- ABOUT THIS EXERCISE -
The records that appear below are to be restated word for word.

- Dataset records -
*** Block opens ***

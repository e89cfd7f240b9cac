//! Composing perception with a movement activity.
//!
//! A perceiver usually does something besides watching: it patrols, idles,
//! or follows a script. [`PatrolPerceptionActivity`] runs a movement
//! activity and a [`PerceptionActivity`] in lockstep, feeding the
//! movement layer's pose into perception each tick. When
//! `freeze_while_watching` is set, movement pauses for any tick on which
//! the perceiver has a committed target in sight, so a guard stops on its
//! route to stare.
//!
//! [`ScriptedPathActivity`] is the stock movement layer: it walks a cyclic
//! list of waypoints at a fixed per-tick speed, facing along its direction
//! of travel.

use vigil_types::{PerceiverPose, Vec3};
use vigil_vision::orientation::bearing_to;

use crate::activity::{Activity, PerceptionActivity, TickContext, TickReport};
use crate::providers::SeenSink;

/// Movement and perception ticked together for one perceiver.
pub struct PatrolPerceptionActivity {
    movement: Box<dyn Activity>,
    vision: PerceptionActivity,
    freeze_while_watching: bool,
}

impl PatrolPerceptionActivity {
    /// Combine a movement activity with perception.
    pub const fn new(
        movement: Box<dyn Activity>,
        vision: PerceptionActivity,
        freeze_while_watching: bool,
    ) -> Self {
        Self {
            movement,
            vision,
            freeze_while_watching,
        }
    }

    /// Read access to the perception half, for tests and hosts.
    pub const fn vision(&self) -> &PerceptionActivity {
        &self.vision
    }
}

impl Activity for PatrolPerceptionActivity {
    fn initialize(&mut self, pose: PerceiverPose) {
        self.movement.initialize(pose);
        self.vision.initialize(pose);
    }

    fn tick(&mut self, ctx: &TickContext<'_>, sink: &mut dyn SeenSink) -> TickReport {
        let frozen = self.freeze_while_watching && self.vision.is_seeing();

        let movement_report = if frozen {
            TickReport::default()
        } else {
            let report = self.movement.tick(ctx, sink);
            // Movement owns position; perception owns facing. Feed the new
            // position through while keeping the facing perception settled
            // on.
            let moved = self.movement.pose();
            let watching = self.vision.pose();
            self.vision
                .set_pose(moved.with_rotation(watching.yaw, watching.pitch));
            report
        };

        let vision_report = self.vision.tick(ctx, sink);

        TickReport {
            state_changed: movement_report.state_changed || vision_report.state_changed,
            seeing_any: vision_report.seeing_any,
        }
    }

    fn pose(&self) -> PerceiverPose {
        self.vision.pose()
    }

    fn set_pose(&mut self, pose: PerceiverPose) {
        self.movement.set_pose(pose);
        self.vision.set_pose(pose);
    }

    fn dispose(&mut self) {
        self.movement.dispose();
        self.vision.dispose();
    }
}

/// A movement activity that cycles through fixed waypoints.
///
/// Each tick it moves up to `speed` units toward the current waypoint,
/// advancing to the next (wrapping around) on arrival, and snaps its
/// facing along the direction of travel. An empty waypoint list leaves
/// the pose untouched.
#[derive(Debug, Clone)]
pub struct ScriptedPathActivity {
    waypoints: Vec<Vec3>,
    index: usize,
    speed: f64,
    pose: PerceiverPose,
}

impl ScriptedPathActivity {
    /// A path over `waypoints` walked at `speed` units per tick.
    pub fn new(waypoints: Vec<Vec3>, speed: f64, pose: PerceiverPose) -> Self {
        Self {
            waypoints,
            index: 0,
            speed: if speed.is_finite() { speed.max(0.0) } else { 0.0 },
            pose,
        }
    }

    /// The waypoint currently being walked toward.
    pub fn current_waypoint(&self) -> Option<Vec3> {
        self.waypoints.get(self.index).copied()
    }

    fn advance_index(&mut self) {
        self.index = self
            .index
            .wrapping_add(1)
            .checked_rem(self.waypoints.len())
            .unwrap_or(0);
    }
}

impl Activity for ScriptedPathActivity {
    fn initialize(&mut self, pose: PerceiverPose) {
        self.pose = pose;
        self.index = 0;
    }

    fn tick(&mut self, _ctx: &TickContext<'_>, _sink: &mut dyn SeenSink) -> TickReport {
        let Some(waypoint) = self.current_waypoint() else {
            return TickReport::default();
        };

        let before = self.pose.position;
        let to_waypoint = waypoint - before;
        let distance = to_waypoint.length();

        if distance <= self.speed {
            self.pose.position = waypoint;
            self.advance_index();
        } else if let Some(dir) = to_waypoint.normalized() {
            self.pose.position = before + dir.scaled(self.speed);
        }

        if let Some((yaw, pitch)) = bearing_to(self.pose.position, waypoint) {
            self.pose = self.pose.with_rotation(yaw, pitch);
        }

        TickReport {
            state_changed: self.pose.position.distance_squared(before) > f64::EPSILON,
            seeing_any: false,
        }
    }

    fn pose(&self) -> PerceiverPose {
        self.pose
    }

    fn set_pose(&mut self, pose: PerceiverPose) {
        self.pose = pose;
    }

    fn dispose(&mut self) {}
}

*** Block closes ***

- TASK OUTPUT -
repository e89cfd7f240b9cac
//! Composing perception with a movement activity.
//!
//! A perceiver usually does something besides watching: it patrols, idles,
//! or follows a script. [`PatrolPerceptionActivity`] runs a movement
//! activity and a [`PerceptionActivity`] in lockstep, feeding the
//! movement layer's pose into perception each tick. When
//! `freeze_while_watching` is set, movement pauses for any tick on which
//! the perceiver has a committed target in sight, so a guard stops on its
//! route to stare.
//!
//! [`ScriptedPathActivity`] is the stock movement layer: it walks a cyclic
//! list of waypoints at a fixed per-tick speed, facing along its direction
//! of travel.

use vigil_types::{PerceiverPose, Vec3};
use vigil_vision::orientation::bearing_to;

use crate::activity::{Activity, PerceptionActivity, TickContext, TickReport};
use crate::providers::SeenSink;

/// Movement and perception ticked together for one perceiver.
pub struct PatrolPerceptionActivity {
    movement: Box<dyn Activity>,
    vision: PerceptionActivity,
    freeze_while_watching: bool,
}

impl PatrolPerceptionActivity {
    /// Combine a movement activity with perception.
    pub const fn new(
        movement: Box<dyn Activity>,
        vision: PerceptionActivity,
        freeze_while_watching: bool,
    ) -> Self {
        Self {
            movement,
            vision,
            freeze_while_watching,
        }
    }

    /// Read access to the perception half, for tests and hosts.
    pub const fn vision(&self) -> &PerceptionActivity {
        &self.vision
    }
}

impl Activity for PatrolPerceptionActivity {
    fn initialize(&mut self, pose: PerceiverPose) {
        self.movement.initialize(pose);
        self.vision.initialize(pose);
    }

    fn tick(&mut self, ctx: &TickContext<'_>, sink: &mut dyn SeenSink) -> TickReport {
        let frozen = self.freeze_while_watching && self.vision.is_seeing();

        let movement_report = if frozen {
            TickReport::default()
        } else {
            let report = self.movement.tick(ctx, sink);
            // Movement owns position; perception owns facing. Feed the new
            // position through while keeping the facing perception settled
            // on.
            let moved = self.movement.pose();
            let watching = self.vision.pose();
            self.vision
                .set_pose(moved.with_rotation(watching.yaw, watching.pitch));
            report
        };

        let vision_report = self.vision.tick(ctx, sink);

        TickReport {
            state_changed: movement_report.state_changed || vision_report.state_changed,
            seeing_any: vision_report.seeing_any,
        }
    }

    fn pose(&self) -> PerceiverPose {
        self.vision.pose()
    }

    fn set_pose(&mut self, pose: PerceiverPose) {
        self.movement.set_pose(pose);
        self.vision.set_pose(pose);
    }

    fn dispose(&mut self) {
        self.movement.dispose();
        self.vision.dispose();
    }
}

/// A movement activity that cycles through fixed waypoints.
///
/// Each tick it moves up to `speed` units toward the current waypoint,
/// advancing to the next (wrapping around) on arrival, and snaps its
/// facing along the direction of travel. An empty waypoint list leaves
/// the pose untouched.
#[derive(Debug, Clone)]
pub struct ScriptedPathActivity {
    waypoints: Vec<Vec3>,
    index: usize,
    speed: f64,
    pose: PerceiverPose,
}

impl ScriptedPathActivity {
    /// A path over `waypoints` walked at `speed` units per tick.
    pub fn new(waypoints: Vec<Vec3>, speed: f64, pose: PerceiverPose) -> Self {
        Self {
            waypoints,
            index: 0,
            speed: if speed.is_finite() { speed.max(0.0) } else { 0.0 },
            pose,
        }
    }

    /// The waypoint currently being walked toward.
    pub fn current_waypoint(&self) -> Option<Vec3> {
        self.waypoints.get(self.index).copied()
    }

    fn advance_index(&mut self) {
        self.index = self
            .index
            .wrapping_add(1)
            .checked_rem(self.waypoints.len())
            .unwrap_or(0);
    }
}

impl Activity for ScriptedPathActivity {
    fn initialize(&mut self, pose: PerceiverPose) {
        self.pose = pose;
        self.index = 0;
    }

    fn tick(&mut self, _ctx: &TickContext<'_>, _sink: &mut dyn SeenSink) -> TickReport {
        let Some(waypoint) = self.current_waypoint() else {
            return TickReport::default();
        };

        let before = self.pose.position;
        let to_waypoint = waypoint - before;
        let distance = to_waypoint.length();

        if distance <= self.speed {
            self.pose.position = waypoint;
            self.advance_index();
        } else if let Some(dir) = to_waypoint.normalized() {
            self.pose.position = before + dir.scaled(self.speed);
        }

        if let Some((yaw, pitch)) = bearing_to(self.pose.position, waypoint) {
            self.pose = self.pose.with_rotation(yaw, pitch);
        }

        TickReport {
            state_changed: self.pose.position.distance_squared(before) > f64::EPSILON,
            seeing_any: false,
        }
    }

    fn pose(&self) -> PerceiverPose {
        self.pose
    }

    fn set_pose(&mut self, pose: PerceiverPose) {
        self.pose = pose;
    }

    fn dispose(&mut self) {}
}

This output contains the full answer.